遺産分割協議書を自分で作成するには?【ひな形付】

弁護士法人デイライト法律事務所 代表弁護士保有資格 / 弁護士・税理士・MBA

相続人の間で遺産の分け方が決まったら、「遺産分割協議書」を作ります。

しかし、遺産分割協議書は法律文書であり、一般の方が自分の力だけで作成するのは大変です。

以下では、遺産分割協議書を作るための手順や作成のポイントのほか、自分で作る場合のメリット・デメリットなどについて、相続問題に詳しい弁護士が解説していきます。

遺産分割協議書のひな形も掲載していますので、ぜひ参考になさってください。

遺産分割協議書とは?

遺産分割協議書とは、相続人全員で、誰がどの遺産(財産)を相続するのかを話し合い、全員が合意した内容を記載した文書のことをいいます。

遺産分割協議書を作成する際には相続人全員が合意していることが必要で、一人でも合意していない場合、遺産協議自体が無効となります。
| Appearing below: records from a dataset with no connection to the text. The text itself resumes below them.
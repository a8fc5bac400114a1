//!
//! Crate errors
//!

#[derive(thiserror::Error, Debug)]
pub enum Error {
    #[error("{0}")]
    InputStringError(&'static str),
    #[error("Missing value for parameter {0}")]
    NoValueParameter(String),
    #[error("Cannot retrieve value for parameter {0}")]
    ParameterValueError(String),
    #[error("WKT parse error: {0}")]
    WktParseError(String),
    #[error("PROJJSON parse error: {0}")]
    JsonParseError(String),
    #[error("Missing projection name")]
    MissingProjectionError,
    #[error("Unrecognized datum")]
    InvalidDatum,
    #[error("Unrecognized ellipsoid")]
    InvalidEllipsoid,
    #[error("{0}")]
    InvalidParameterValue(&'static str),
    #[error("Latitude out of range")]
    LatitudeOutOfRange,
    #[error("Latitude or longitude over range")]
    LatOrLongExceedLimit,
    #[error("NAD grid not available")]
    NadGridNotAvailable,
    #[error("Inverse grid shift failed to converge")]
    InverseGridShiftConvError,
    #[error("Point outside NAD shift area")]
    PointOutsideNadShiftArea,
    #[error("Invalid 'towgs84' string")]
    InvalidToWGS84String,
    #[error("Invalid axis")]
    InvalidAxis,
    #[error("Nan value for coordinate")]
    NanCoordinateValue,
    #[error("Coordinate out of range")]
    CoordinateOutOfRange,
    #[error("Projection not found")]
    ProjectionNotFound,
    #[error("CRS definition not found: {0}")]
    CrsNotFound(String),
    #[error("No forward projection defined for dest projection")]
    NoForwardProjectionDefined,
    #[error("No inverse projection defined for src projection")]
    NoInverseProjectionDefined,
    #[error("Standard parallels cannot be equal and on opposite sides of the equator")]
    ProjErrConicLatEqual,
    #[error("Tolerance condition not satisfied")]
    ToleranceConditionError,
    #[error("Non convergence of phi2 calculation")]
    NonInvPhi2Convergence,
    #[error("No convergence for inv. meridian distance")]
    InvMeridDistConvError,
    #[error("Geodesic solution did not converge")]
    GeodesicConvError,
    #[error("Invalid UTM zone")]
    InvalidUtmZone,
    #[error("An ellipsoid is required")]
    EllipsoidRequired,
    #[error("Coordinate transform outside projection domain")]
    CoordTransOutsideProjectionDomain,
    #[error("Failed to compute inverse projection")]
    InverseProjectionFailure,
    #[error("Invalid Ntv2 grid format: {0}")]
    InvalidNtv2GridFormat(&'static str),
    #[error("Invalid GeoTIFF grid format: {0}")]
    InvalidGeoTiffFormat(&'static str),
    #[error("IO error")]
    IoError(#[from] std::io::Error),
    #[error("UTF8 error")]
    Utf8Error(#[from] std::str::Utf8Error),
}

pub type Result<T, E = Error> = std::result::Result<T, E>;
fn write_datum(out: &mut String, v: &Value) -> Result<()> {
    let datum = v
        .get("datum")
        .or_else(|| v.get("datum_ensemble"))
        .ok_or_else(|| err("Missing datum"))?;

    let named = datum
        .get("name")
        .and_then(Value::as_str)
        .and_then(normalize_datum_code);

    if let Some(code) = named {
        wr(out, format_args!(" +datum={code}"))?;
    } else {
        let ellps = datum
            .get("ellipsoid")
            .ok_or_else(|| err("Missing ellipsoid"))?;

        if let Some(radius) = ellps.get("radius") {
            let r = measure(radius, UnitType::Linear)?;
            wr(out, format_args!(" +R={r}"))?;
        } else {
            let a = measure(
                ellps
                    .get("semi_major_axis")
                    .ok_or_else(|| err("Missing semi_major_axis"))?,
                UnitType::Linear,
            )?;
            if let Some(rf) = ellps.get("inverse_flattening") {
                let rf = measure(rf, UnitType::Scale)?;
                if rf == 0. {
                    wr(out, format_args!(" +a={a} +b={a}"))?;
                } else {
                    wr(out, format_args!(" +a={a} +rf={rf}"))?;
                }
            } else if let Some(b) = ellps.get("semi_minor_axis") {
                let b = measure(b, UnitType::Linear)?;
                wr(out, format_args!(" +a={a} +b={b}"))?;
            } else {
                return Err(err("Missing ellipsoid shape parameter"));
            }
        }
    }

    // Prime meridian is a sibling of the datum in PROJJSON
    if let Some(pm) = datum
        .get("prime_meridian")
        .or_else(|| v.get("prime_meridian"))
    {
        let lon_v = pm
            .get("longitude")
            .ok_or_else(|| err("Missing prime meridian longitude"))?;
        // a bare number is in degrees
        let lon = match lon_v {
            Value::Number(n) => n.as_f64().ok_or_else(|| err("Invalid number"))?,
            obj => {
                let raw = obj
                    .get("value")
                    .and_then(Value::as_f64)
                    .ok_or_else(|| err("Missing value"))?;
                let factor = unit_factor(obj.get("unit"), UnitType::Angular)?;
                if (factor - DEG_TO_RAD).abs() < 1e-15 {
                    raw
                } else {
                    raw * factor / DEG_TO_RAD
                }
            }
        };
        if lon != 0. {
            wr(out, format_args!(" +pm={lon}"))?;
        }
    }

    Ok(())
}

fn write_projected(out: &mut String, v: &Value) -> Result<()> {
    let conversion = v
        .get("conversion")
        .ok_or_else(|| err("Missing conversion"))?;
    let method_name = conversion
        .get("method")
        .and_then(|m| m.get("name"))
        .and_then(Value::as_str)
        .ok_or_else(|| err("Missing conversion method name"))?;

    let mapping = find_method_mapping(method_name).ok_or_else(|| {
        Error::JsonParseError(format!("No projection mapping found for {method_name}"))
    })?;

    wr(out, format_args!("+proj={}", mapping.proj_name))?;

    if let Some(params) = conversion.get("parameters").and_then(Value::as_array) {
        for p in params {
            let name = p
                .get("name")
                .and_then(Value::as_str)
                .ok_or_else(|| err("Missing parameter name"))?;
            let Some(pm) = mapping.find_proj_param_name(name) else {
                // Irrelevant parameter for this method
                continue;
            };
            let value = p
                .get("value")
                .ok_or_else(|| err("Missing parameter value"))?;
            match pm.unit_type {
                UnitType::Angular => {
                    let raw = measure(value, UnitType::Scale)?;
                    let factor = unit_factor(p.get("unit"), UnitType::Angular)?;
                    // degree valued parameters pass through untouched
                    let v = if (factor - DEG_TO_RAD).abs() < 1e-15 {
                        raw
                    } else {
                        raw * factor / DEG_TO_RAD
                    };
                    wr(out, format_args!(" +{}={v}", pm.proj_name))?;
                }
                UnitType::Linear => {
                    let v = measure(value, UnitType::Scale)?
                        * unit_factor(p.get("unit"), UnitType::Linear)?;
                    wr(out, format_args!(" +{}={v}", pm.proj_name))?;
                }
                _ => {
                    let v = measure(value, UnitType::Scale)?;
                    wr(out, format_args!(" +{}={v}", pm.proj_name))?;
                }
            }
        }
    }

    if !mapping.proj_aux.is_empty() {
        out.push(' ');
        out.push_str(mapping.proj_aux);
    }

    // Cartesian axis unit
    let cs_factor = v
        .get("coordinate_system")
        .and_then(|cs| cs.get("axis"))
        .and_then(Value::as_array)
        .and_then(|axes| axes.first())
        .and_then(|ax| ax.get("unit"))
        .map(|u| unit_factor(Some(u), UnitType::Linear))
        .transpose()?
        .unwrap_or(1.);
    if cs_factor != 1. {
        wr(out, format_args!(" +to_meter={cs_factor}"))?;
    } else {
        out.push_str(" +units=m");
    }

    let base = v
        .get("base_crs")
        .ok_or_else(|| err("Missing base_crs in ProjectedCRS"))?;
    if !mapping.proj_aux.contains("nadgrids") {
        write_datum(out, base)?;
    }

    write_axis(out, v)
}

fn write_axis(out: &mut String, v: &Value) -> Result<()> {
    let Some(axes) = v
        .get("coordinate_system")
        .and_then(|cs| cs.get("axis"))
        .and_then(Value::as_array)
    else {
        return Ok(());
    };

    let mut dirs = String::with_capacity(3);
    for ax in axes.iter().take(3) {
        match ax
            .get("direction")
            .and_then(Value::as_str)
            .map(str::to_ascii_lowercase)
            .as_deref()
        {
            Some("east") => dirs.push('e'),
            Some("west") => dirs.push('w'),
            Some("north") => dirs.push('n'),
            Some("south") => dirs.push('s'),
            Some("up") => dirs.push('u'),
            Some("down") => dirs.push('d'),
            _ => return Ok(()),
        }
    }
    if dirs.len() == 2 {
        dirs.push('u');
    }
    if !dirs.is_empty() && dirs != "enu" {
        wr(out, format_args!(" +axis={dirs}"))?;
    }
    Ok(())
}

fn write_bound(out: &mut String, v: &Value) -> Result<()> {
    let source = v
        .get("source_crs")
        .ok_or_else(|| err("Missing source_crs in BoundCRS"))?;
    write_crs(out, source)?;

    let Some(transformation) = v.get("transformation") else {
        return Ok(());
    };

    let method = transformation
        .get("method")
        .and_then(|m| m.get("name"))
        .and_then(Value::as_str)
        .unwrap_or("");

    let params = transformation
        .get("parameters")
        .and_then(Value::as_array)
        .cloned()
        .unwrap_or_default();

    if method.to_ascii_lowercase().contains("ntv2") {
        // The parameter value is the grid file name
        if let Some(name) = params
            .iter()
            .find_map(|p| p.get("value").and_then(Value::as_str))
        {
            wr(out, format_args!(" +nadgrids={name}"))?;
        }
        return Ok(());
    }

    let get = |name: &str| -> f64 {
        params
            .iter()
            .find(|p| {
                p.get("name")
                    .and_then(Value::as_str)
                    .map(|n| n.eq_ignore_ascii_case(name))
                    .unwrap_or(false)
            })
            .and_then(|p| p.get("value"))
            .and_then(Value::as_f64)
            .unwrap_or(0.)
    };

    let dx = get("X-axis translation");
    let dy = get("Y-axis translation");
    let dz = get("Z-axis translation");
    let rx = get("X-axis rotation");
    let ry = get("Y-axis rotation");
    let rz = get("Z-axis rotation");
    let s = get("Scale difference");

    if rx == 0. && ry == 0. && rz == 0. && s == 0. {
        wr(out, format_args!(" +towgs84={dx},{dy},{dz}"))
    } else {
        wr(out, format_args!(" +towgs84={dx},{dy},{dz},{rx},{ry},{rz},{s}"))
    }
}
遺産分割協議書は、不動産の名義変更や預貯金の名義変更、相続税の申告など、各種の相続手続の際に提出することが求められる重要な書類です。

なお、亡くなった方が有効な遺言書を残しており、遺言書に従って分配する場合、相続手続には遺言書が使用されるため、遺産分割協議書を作成する必要はありません。

また、相続人が一人の場合や、相続人全員が相続放棄をした場合にも、遺産の分け方について協議する必要がないため、遺産分割協議書の作成は不要です。

 

 

遺産分割協議書を自分で作成できる?

遺産分割協議書は専門家が作らなくてはいけないという決まりはなく、法律上は相続人が自分で作成することができます

しかし、適切な遺産分割を行うためには、相続人や遺産を漏れなく調査すること、遺産を適切に評価することが必要となります。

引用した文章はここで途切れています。